84 Charing Cross Road – Helene Hanff

I heard about 84 Charing Cross Road through Slightly Foxed a few years ago, and it’s been patiently waiting on my shelf ever since. The moment to read it finally arrived after I finished the harrowing Between Shades of Gray and was in desperate need of something cheerful to warm my heart. I couldn’t have chosen a better book to make me smile!

This is a lovely little book about a struggling American writer in New York and her correspondence with an antiquarian bookshop in London. The first half is a copy of the letters, starting with Helene inquiring after certain out-of-print books that she couldn’t get hold of. What follows is twenty year’s worth of letters, mostly between the reserved (and very British) bookseller Frank and the more chatty Helene. It takes a while for her to break through the very proper and formal shell of Frank’s Britishness (it’s two years before he starts to address her by her first name!) but soon a friendship evolves, with a firm love of literature at its core. In fact, all the staff at Marks and Co. Booksellers soon learn to love Helene and her generous nature, especially the gifts she sends at Christmas and Easter.

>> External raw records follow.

// Copyright 2025 the Scrim Authors
// SPDX-License-Identifier: Apache-2.0 OR MIT

//! Touch input and routed output events.

use kurbo::Point;
use scrim_geometry::ScreenRect;
use scrim_surfaces::SurfaceId;

/// One raw touch event with its screen-absolute point.
#[derive(Copy, Clone, Debug, PartialEq)]
pub enum TouchEvent {
    /// A finger went down.
    Down(Point),
    /// The finger moved.
    Move(Point),
    /// The finger lifted.
    Up(Point),
    /// The input source aborted the gesture.
    Cancel,
}

/// The router's verdict on one touch event.
///
/// `H` is the provider's node handle type. A [`NodeHit`](Self::NodeHit)
/// hands its handle to the caller, who releases it after use.
#[derive(Clone, Debug, PartialEq)]
pub enum RoutedEvent<H> {
    /// Not ours; forward to whatever the surface's own widgets do with it.
    PassThrough,
    /// A non-bubble overlay surface owns the point.
    SurfaceConsumed(SurfaceId),
    /// An inspected node sits under the point.
    NodeHit {
        /// The front-most node at the point.
        handle: H,
        /// The point relative to the node's top-left corner.
        local: Point,
    },
    /// No surface and no node; swallowed so the tap cannot leak to the
    /// foreground app while inspection is active.
    NoHit,
    /// A drag moved (or, with `ended`, snapped) the surface to `rect`.
    DragUpdate {
        /// The dragged surface.
        surface: SurfaceId,
        /// Its new rect, already mirrored into the registry.
        rect: ScreenRect,
        /// `true` on the terminal, snapped update.
        ended: bool,
    },
}

impl<H> RoutedEvent<H> {
    /// Whether the overlay stack consumed the event.
    #[must_use]
    pub fn is_consumed(&self) -> bool {
        !matches!(self, Self::PassThrough)
    }
}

Helene keeps having to put off a trip to the literary London of her dreams, usually due to lack of money. But finally, after twenty years and with a book to promote, she makes it. The second half of the book follows her time there in the form of diary entries. She comes across as the most down-to-earth and lovable author you would ever want to meet. I believe I would have got on with her very well.

I read 84 Charing Cross Road while participating in a ‘read only women writers’ challenge and Helene Hanff is a brilliant author to look up to. She was resilient, independent and fantastically witty. She reminds us that life has ups and downs, but there is always the possibility of achieving something worthwhile. After all, success came quite late in her life and I find that very encouraging.

“84, Charing Cross Road was no bestseller, you understand; it didn’t make me rich or famous. It just got me hundreds of letters and phone calls from people I never knew existed; it got me wonderful reviews; it restored a self-confidence and self-esteem I’d lost somewhere along the way, God knows how many years ago. It brought me to England. It changed me life.”